3. Respect the experiences, capabilities, and opinions of those you lead
If someone makes a mistake at the office, the consequences may not be as dire as on a 150-man, 8,600-ton nuclear submarine, but to Ravener, the decision-making dynamic is similar. Both in the Navy and in the corporate world, everyone has a job to do, he says. “There’s a time for gathering input while building consensus, and a time for being directive. In more conventional scenarios, and certainly corporate settings, you’re going to be able to build a better solution by getting more people involved and taking the best thinking that creates improved outcomes.”
Every year, Ravener pools his team’s opinions to form his HR strategy. The entire department attends a summit seven months before the New Year, and the strategy is formulated with everyone’s contributions. “It’s amazing when you ask people their opinions what great things they’ll come up with,” Ravener says. “People will give leaders great credit for trying. It may be awkward at first, but if you’re genuinely trying and involving them, they’ll buy in, and, as the saying goes, recognize that the whole is greater than the sum of its parts.”
4. Create an organization where people want to come to work every day
Whether building off the wild success of Dollar General’s rapid growth—21,000 jobs and almost 3,000 stores added in the last five years—or picking up the pieces in a manufacturing plant, as he did while working for PepsiCo in Petersburg, Virginia, Ravener has seen the positive results of building a community within a corporation for its employees. When Ravener and his business partners arrived at the bottling plant PepsiCo had acquired in Petersburg, it was in a state of disarray. Workplace angst was rampant as the Southern Christian Leadership Conference boycotted the previous owner in a protest against discrimination, and local media painted a picture of the company as a community adversary. Through consistent communication with the workforce, an open-door policy, internal promotions, improved diversity, and a firm commitment that corporate Pepsi was a different company with different values and practices, Ravener and his colleagues turned the facility around in 90 days.

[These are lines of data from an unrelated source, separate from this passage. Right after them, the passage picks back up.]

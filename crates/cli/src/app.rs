// crates/cli/src/app.rs
use crate::args::Args;
use crate::config::{Invocation, Mode};
use crate::error::Result;
use crate::presentation;
use dircount_engine::{bench, filesystem};
use std::io::Write;
use std::path::PathBuf;

/// Resolve `args`, run the requested mode and write results to `out`.
/// Skipped files are reported on `err`.
///
/// # Errors
/// Usage and path errors, run-aborting engine errors, and write failures.
pub fn run<W: Write, E: Write>(args: Args, out: &mut W, err: &mut E) -> Result<()> {
    let invocation = Invocation::try_from(args)?;
    let files = filesystem::collect_files(&invocation.directory)?;
    log::info!(
        "{} regular files in {}",
        files.len(),
        invocation.directory.display()
    );
    execute(&invocation, &files, out, err)
}

/// Run the resolved invocation over an already enumerated file list.
///
/// # Errors
/// Run-aborting engine errors and write failures.
pub fn execute<W: Write, E: Write>(
    invocation: &Invocation,
    files: &[PathBuf],
    out: &mut W,
    err: &mut E,
) -> Result<()> {
    match invocation.mode {
        Mode::Benchmark => {
            let report = bench::benchmark(files, &invocation.engine)?;
            if invocation.json {
                presentation::print_benchmark_json(out, &report)?;
            } else {
                presentation::print_benchmark(out, &report)?;
            }
            if !report.totals_agree() {
                writeln!(err, "Warning: strategies reported different totals")?;
            }
            presentation::print_failed(err, &report.failed)?;
        }
        mode @ Mode::Count(_) => {
            let result = dircount_engine::count_files(files, &invocation.engine)?;
            presentation::print_errors(err, &result.errors)?;
            if invocation.json {
                presentation::print_count_json(out, &result)?;
            } else {
                presentation::print_count(out, mode, &result)?;
            }
        }
    }

    Ok(())
}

There is a systemic plan to develop talent at Dollar General that Ravener and CEO Rick Dreiling have initiated. Training magazine lauded Dollar General the last two years on its list of Top 125 companies for these measures. And, in June of 2012, Dollar General hosted an internal career fair that attracted more than 3,300 employees, 1,000 of which have since been promoted. “It’s very rewarding when you can tell people the only limiting factor is their own goals,” Ravener says. “If they build their lives around goals, their desire, work ethic, and capability will take them as far as they want to go.” The plan also established talent-development centers, which evaluate leaders interested in being promoted and works them through a series of exercises to determine readiness. More than 700 high-performing leaders have gone through the centers and almost 300 have already been promoted. At the more senior level, Ravener and Dreiling led a corporate-officer-level leadership session, coined Senior Executive Leadership Forum.
For as layered of an approach that Dollar General takes in providing development opportunities to its more than 90,000 employees, Ravener believes the formula is simple, yet often missed. “Employees are people with lives beyond the four walls of the workplace,” he says. “They have hopes and dreams and want to excel. We have to recognize that and give them the tools to make those aspirations a reality.”